Directions for this task =>
Would you retype every entry that follows without altering a word?

Saved data entries =>
****************************************
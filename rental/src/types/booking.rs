use chrono::NaiveDate;
use rust_decimal::Decimal;
use serde::{Deserialize, Serialize};

/// Host length-of-trip discounts, in whole percent.
#[derive(Debug, Clone, Copy, Default, PartialEq, Eq, Serialize, Deserialize)]
#[serde(rename_all = "camelCase")]
pub struct DiscountSettings {
    /// Applied to trips of 7 days or more.
    #[serde(default)]
    pub weekly_percent: u8,
    /// Applied to trips of 28 days or more; takes precedence over weekly.
    #[serde(default)]
    pub monthly_percent: u8,
}

/// Price breakdown shown in the booking widget.
#[derive(Debug, Clone, PartialEq, Serialize, Deserialize)]
#[serde(rename_all = "camelCase")]
pub struct BookingQuote {
    pub vehicle_id: String,
    pub start: NaiveDate,
    pub end: NaiveDate,
    pub days: u32,
    pub daily_rate: Decimal,
    pub subtotal: Decimal,
    pub discount_percent: u8,
    pub discount: Decimal,
    pub total: Decimal,
    /// Pre-authorized separately; not part of `total`.
    pub deposit: Decimal,
}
****************************************
Output for this exercise =>
filename rental/src/types/booking.rs
use chrono::NaiveDate;
use rust_decimal::Decimal;
use serde::{Deserialize, Serialize};

/// Host length-of-trip discounts, in whole percent.
#[derive(Debug, Clone, Copy, Default, PartialEq, Eq, Serialize, Deserialize)]
#[serde(rename_all = "camelCase")]
pub struct DiscountSettings {
    /// Applied to trips of 7 days or more.
    #[serde(default)]
    pub weekly_percent: u8,
    /// Applied to trips of 28 days or more; takes precedence over weekly.
    #[serde(default)]
    pub monthly_percent: u8,
}

/// Price breakdown shown in the booking widget.
#[derive(Debug, Clone, PartialEq, Serialize, Deserialize)]
#[serde(rename_all = "camelCase")]
pub struct BookingQuote {
    pub vehicle_id: String,
    pub start: NaiveDate,
    pub end: NaiveDate,
    pub days: u32,
    pub daily_rate: Decimal,
    pub subtotal: Decimal,
    pub discount_percent: u8,
    pub discount: Decimal,
    pub total: Decimal,
    /// Pre-authorized separately; not part of `total`.
    pub deposit: Decimal,
}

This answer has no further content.